──────── Recorded data

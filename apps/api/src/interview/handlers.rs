//! Axum route handlers for the Interview API.

use std::convert::Infallible;

use axum::{
    async_trait,
    extract::{
        rejection::{JsonRejection, QueryRejection},
        FromRequestParts, Path, Query, State,
    },
    http::request::Parts,
    Json,
};
use serde::{Deserialize, Serialize};

use super::metrics::{FaceMetrics, SubmittedMetrics, VoiceMetrics};
use super::orchestrator::{NextQuestion, StartInterview, TurnSubmission};
use super::projections::{InterviewRecord, ReportEnvelope, ReportPage, TrendPoint};
use crate::ai::GeneratedQuestion;
use crate::errors::AppError;
use crate::models::interview::{SessionStatus, Topic};
use crate::routes::middleware::{ApiResponse, RequestId};
use crate::state::AppState;

pub const USER_ID_HEADER: &str = "x-user-id";

/// Identity of the caller, from the `x-user-id` header. `None` is anonymous.
#[derive(Debug, Clone, Default)]
pub struct Caller(pub Option<String>);

impl Caller {
    pub fn id(&self) -> Option<&str> {
        self.0.as_deref()
    }
}

#[async_trait]
impl<S: Send + Sync> FromRequestParts<S> for Caller {
    type Rejection = Infallible;

    async fn from_request_parts(parts: &mut Parts, _state: &S) -> Result<Self, Self::Rejection> {
        let id = parts
            .headers
            .get(USER_ID_HEADER)
            .and_then(|v| v.to_str().ok())
            .map(str::trim)
            .filter(|v| !v.is_empty())
            .map(str::to_string);
        Ok(Caller(id))
    }
}

// ────────────────────────────────────────────────────────────────────────────
// Request / Response types
// ────────────────────────────────────────────────────────────────────────────

#[derive(Debug, Deserialize)]
#[serde(rename_all = "camelCase")]
pub struct CreateInterviewRequest {
    #[serde(default)]
    pub main_topic_id: String,
    #[serde(default)]
    pub sub_topic_ids: Vec<String>,
    pub title: Option<String>,
}

#[derive(Debug, Serialize)]
pub struct TopicLabel {
    pub id: String,
    pub label: String,
}

impl TopicLabel {
    fn of(id: &str) -> Self {
        Self {
            id: id.to_string(),
            label: id.to_string(),
        }
    }
}

#[derive(Debug, Serialize)]
pub struct TopicsEcho {
    pub main: TopicLabel,
    pub subs: Vec<TopicLabel>,
}

#[derive(Debug, Serialize)]
#[serde(rename_all = "camelCase")]
pub struct CreateInterviewResponse {
    pub interview_id: String,
    pub topics: TopicsEcho,
    pub status: SessionStatus,
    pub turn_index: i32,
    pub first_question: GeneratedQuestion,
}

#[derive(Debug, Deserialize)]
#[serde(rename_all = "camelCase")]
pub struct SubmitTurnRequest {
    pub turn_index: i32,
    pub answer_text: String,
    pub answer_duration: f64,
    pub face_metrics: Option<FaceMetrics>,
    pub voice_metrics: Option<VoiceMetrics>,
    #[serde(default)]
    pub is_followup_question: bool,
}

#[derive(Debug, Serialize)]
#[serde(rename_all = "camelCase")]
pub struct SubmitTurnResponse {
    pub interview_id: String,
    pub next_turn_index: Option<i32>,
    pub status: SessionStatus,
    pub next_question: Option<NextQuestion>,
    pub message: &'static str,
    pub consecutive_followup_count: i32,
    pub remaining_followup_count: i32,
}

#[derive(Debug, Serialize)]
#[serde(rename_all = "camelCase")]
pub struct RegenerateResponse {
    pub interview_id: String,
    pub status: SessionStatus,
    pub message: &'static str,
}

#[derive(Debug, Deserialize)]
pub struct PageQuery {
    pub page: Option<i64>,
    pub size: Option<i64>,
}

fn json_body<T>(payload: Result<Json<T>, JsonRejection>) -> Result<T, AppError> {
    payload
        .map(|Json(body)| body)
        .map_err(|e| AppError::Validation(e.body_text()))
}

// ────────────────────────────────────────────────────────────────────────────
// Handlers
// ────────────────────────────────────────────────────────────────────────────

/// POST /api/v1/interviews
///
/// Starts an interview and returns its first question.
pub async fn handle_create_interview(
    State(state): State<AppState>,
    request_id: RequestId,
    caller: Caller,
    payload: Result<Json<CreateInterviewRequest>, JsonRejection>,
) -> Result<Json<ApiResponse<CreateInterviewResponse>>, AppError> {
    let request = json_body(payload)?;
    let started = state
        .orchestrator
        .start(
            StartInterview {
                topic: Topic {
                    main_topic_id: request.main_topic_id,
                    sub_topic_ids: request.sub_topic_ids,
                },
                title: request.title,
            },
            caller.id(),
        )
        .await?;

    let topics = TopicsEcho {
        main: TopicLabel::of(&started.topic.main_topic_id),
        subs: started.topic.sub_topic_ids.iter().map(|id| TopicLabel::of(id)).collect(),
    };
    Ok(ApiResponse::ok(
        request_id,
        CreateInterviewResponse {
            interview_id: started.session_id,
            topics,
            status: started.status,
            turn_index: started.turn_index,
            first_question: started.first_question,
        },
    ))
}

/// POST /api/v1/interviews/:id/turns
///
/// Records the answer to the current turn and returns the next question,
/// or completes the interview on the final turn.
pub async fn handle_submit_turn(
    State(state): State<AppState>,
    Path(interview_id): Path<String>,
    request_id: RequestId,
    caller: Caller,
    payload: Result<Json<SubmitTurnRequest>, JsonRejection>,
) -> Result<Json<ApiResponse<SubmitTurnResponse>>, AppError> {
    let request = json_body(payload)?;
    let outcome = state
        .orchestrator
        .submit_turn(
            &interview_id,
            caller.id(),
            TurnSubmission {
                turn_index: request.turn_index,
                answer_text: request.answer_text,
                metrics: SubmittedMetrics {
                    answer_duration: request.answer_duration,
                    face_metrics: request.face_metrics,
                    voice_metrics: request.voice_metrics,
                    is_followup_question: request.is_followup_question,
                },
            },
        )
        .await?;

    let message = if outcome.next_question.is_some() {
        "Answer submitted"
    } else {
        "Interview complete. The report is being analyzed."
    };
    Ok(ApiResponse::ok(
        request_id,
        SubmitTurnResponse {
            interview_id: outcome.session_id,
            next_turn_index: outcome.next_turn_index,
            status: outcome.status,
            next_question: outcome.next_question,
            message,
            consecutive_followup_count: outcome.consecutive_followup_count,
            remaining_followup_count: outcome.remaining_followup_count,
        },
    ))
}

/// GET /api/v1/interviews/:id/report
pub async fn handle_get_report(
    State(state): State<AppState>,
    Path(interview_id): Path<String>,
    request_id: RequestId,
    caller: Caller,
) -> Result<Json<ApiResponse<ReportEnvelope>>, AppError> {
    let envelope = state.projections.get_report(&interview_id, caller.id()).await?;
    Ok(ApiResponse::ok(request_id, envelope))
}

/// POST /api/v1/interviews/:id/report/regenerate
pub async fn handle_regenerate_report(
    State(state): State<AppState>,
    Path(interview_id): Path<String>,
    request_id: RequestId,
    caller: Caller,
) -> Result<Json<ApiResponse<RegenerateResponse>>, AppError> {
    let status = state.orchestrator.regenerate(&interview_id, caller.id()).await?;
    Ok(ApiResponse::ok(
        request_id,
        RegenerateResponse {
            interview_id,
            status,
            message: "Report regeneration started",
        },
    ))
}

/// GET /api/v1/interviews/reports?page=&size=
pub async fn handle_list_reports(
    State(state): State<AppState>,
    request_id: RequestId,
    caller: Caller,
    query: Result<Query<PageQuery>, QueryRejection>,
) -> Result<Json<ApiResponse<ReportPage>>, AppError> {
    let Query(query) = query.map_err(|e| AppError::Validation(e.body_text()))?;
    let page = state
        .projections
        .list_reports(caller.id(), query.page, query.size)
        .await?;
    Ok(ApiResponse::ok(request_id, page))
}

/// GET /api/v1/interview/records
pub async fn handle_records(
    State(state): State<AppState>,
    request_id: RequestId,
    caller: Caller,
) -> Result<Json<ApiResponse<Vec<InterviewRecord>>>, AppError> {
    let records = state.projections.records(caller.id()).await?;
    Ok(ApiResponse::ok(request_id, records))
}

/// GET /api/v1/interview/score-trend
pub async fn handle_score_trend(
    State(state): State<AppState>,
    request_id: RequestId,
    caller: Caller,
) -> Result<Json<ApiResponse<Vec<TrendPoint>>>, AppError> {
    let trend = state.projections.score_trend(caller.id()).await?;
    Ok(ApiResponse::ok(request_id, trend))
}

────────────────

Aim of the task =
From the line containing "-> Result<Json<ApiResponse<Vec<TrendPoint>>>, AppError>" to the last line of the data above, copy each line exactly and add nothing.

Response to this task =
) -> Result<Json<ApiResponse<Vec<TrendPoint>>>, AppError> {
    let trend = state.projections.score_trend(caller.id()).await?;
    Ok(ApiResponse::ok(request_id, trend))
}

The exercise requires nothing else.